Joining c: & d: drives together

  Aaron-188486 15:17 11 Dec 07
Locked

Hi Chaps and Chapesses,

Can anyone recommend a free program I could use that could join together my C & D drives without losing data?

Also the c: is NTFS which is an acceptable format I believe but for some reason the d: is FAT32, I need something that would sort that too.

Thanks in advance

  sunny staines 15:19 11 Dec 07

norton partition magic is very good, but is not free.

  MAJ 15:34 11 Dec 07

Be careful, if you didn't partition the drive yourself, then the D: drive might be a recovery partition. It is usual that some manufacturers will format your C: drive as NTFS, but the recovery drive as FAT32.

  Aaron-188486 15:36 11 Dec 07

Really? That's a shame.

I find it really annoying having to seperate between 2 hard disks. it would be so much easier with one big one.

But I am grateful for the advice

  MAJ 15:50 11 Dec 07

What size are each of the patitions? The recovery drive (D:) will usually be considerably smaller (with very little free space) than the main drive. The recovery drive will usually be less than 10GB in size.

  Aaron-188486 15:53 11 Dec 07

Both are 80gb. When I bought it it was billed as 160gb, I was annoyed when it came with 2 seperate drives.

  ventanas 16:02 11 Dec 07

I assume we are talking of one partitioned drive here, and not two separate discs. If just the one with two partitions some info as to the partition size could ascertain whether one is a recovery partition or not, but it does sound like it. Is this how things were when you got the machine?
If the fat32 drive is for recovery you should not be using it for anything at all.

  ventanas 16:03 11 Dec 07

Sorry folks, typed it out and got distracted. Should have checked before posting.
Not a recovery partition then. But could still be either one or two drives. Can you check it Disk management?

  Aaron-188486 16:08 11 Dec 07

I didn't think to check if they are two seperate hard drives. Or just one, I just presumed it was one. Any tips how I could find this out? Also I'm not at home so Id have to check it when I get back.

  ventanas 16:12 11 Dec 07

Start/Run and type diskmgmt.msc

A window will open showing details of your drives. If a single partitioned drive, one will be a primary partition and the other will probably a logical drive. Look at the colour coding.

  Fruit Bat /\0/\ 16:14 11 Dec 07

My compter right click - manage - storage - disk management

If two disks will show as Disk0 and disk1
if one drive you will seeit as disk0 and split into two partition on that disk.

DO NOT mess with partitions or file systems if your drives contain recvery data.

If you are using Windows XP, it's a good idea to convert your system drive to the NTFS file system if you have not already. In addition to providing numerous security and data recovery improvements over FAT32 (the file system of choice for Windows 9x/ME and XP Home) it can also speed up your system slightly.
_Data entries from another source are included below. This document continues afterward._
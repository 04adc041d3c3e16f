//! Virtual environment discovery.

use serde::Serialize;
use std::path::{Path, PathBuf};
use tracing::{debug, warn};
use walkdir::WalkDir;

use crate::config::InterpreterLayout;
use crate::error::{AuditError, Result};

/// One discovered environment.
#[derive(Debug, Clone, PartialEq, Eq, Serialize)]
pub struct EnvironmentRef {
    /// Base name of the environment directory.
    pub name: String,
    pub root_path: PathBuf,
    pub interpreter_path: PathBuf,
}

/// Walks a directory tree looking for environment roots.
#[derive(Debug)]
pub struct EnvironmentLocator {
    layout: InterpreterLayout,
    follow_links: bool,
}

impl EnvironmentLocator {
    pub fn new(layout: InterpreterLayout) -> Self {
        Self {
            layout,
            follow_links: false,
        }
    }

    /// Descend through directory symlinks as well.
    pub fn follow_links(mut self, yes: bool) -> Self {
        self.follow_links = yes;
        self
    }

    /// Find every environment under `root`.
    ///
    /// A directory holding the interpreter marker is reported and its subtree
    /// is skipped, so no result is ever an ancestor of another, even through
    /// followed links. Results keep traversal order and are unique by
    /// canonical path.
    pub fn locate(&self, root: impl AsRef<Path>) -> Result<Vec<EnvironmentRef>> {
        let root = root.as_ref();
        if !root.is_dir() {
            return Err(AuditError::InvalidRoot {
                path: root.to_path_buf(),
            });
        }

        let mut envs = Vec::new();
        let mut seen: Vec<PathBuf> = Vec::new();
        let mut walker = WalkDir::new(root).follow_links(self.follow_links).into_iter();

        while let Some(entry) = walker.next() {
            let entry = match entry {
                Ok(entry) => entry,
                Err(e) => {
                    warn!("Skipping unreadable path: {}", e);
                    continue;
                }
            };

            if !entry.file_type().is_dir() {
                continue;
            }

            let Some(interpreter_path) = self.layout.interpreter_in(entry.path()) else {
                continue;
            };
            walker.skip_current_dir();

            let canonical = entry
                .path()
                .canonicalize()
                .unwrap_or_else(|_| entry.path().to_path_buf());
            // A followed link can land inside (or above) an environment
            // already reported under its real path.
            let overlaps = seen
                .iter()
                .any(|found| canonical.starts_with(found) || found.starts_with(&canonical));
            if overlaps {
                debug!("Already found {}, skipping", entry.path().display());
                continue;
            }
            seen.push(canonical);

            debug!("Found environment at {}", entry.path().display());
            envs.push(EnvironmentRef {
                name: env_name(entry.path()),
                root_path: entry.path().to_path_buf(),
                interpreter_path,
            });
        }

        Ok(envs)
    }
}

fn env_name(path: &Path) -> String {
    path.file_name()
        .map(|n| n.to_string_lossy().into_owned())
        .unwrap_or_else(|| path.display().to_string())
}

#[cfg(test)]
#[path = "locator_tests.rs"]
mod tests;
In fact, the only real reason for sticking with the FAT32 file system for any of your data is if you have more than one operating system on your PC and the other OS's can only see FAT32 partitions (as would be the case with Windows 98, for example, which is incapable of reading NTFS data).

To convert your drives to NTFS:
Right click on 'my computer' and select 'manage'
From the computer management window, expand storage and select 'disk management.'
Using the 'file system' column of the upper pane of this window, you can easily check what file system each of your logical drives is using. Make a note of this information.
Now open a command prompt window by going to 'start\run' and typing 'cmd'
To convert a disk to NTFS, type 'convert (drive letter): /fs:ntfs'
So for example, if you were going to convert your C: drive, you would type 'Convert c: /fs:ntfs' at the prompt.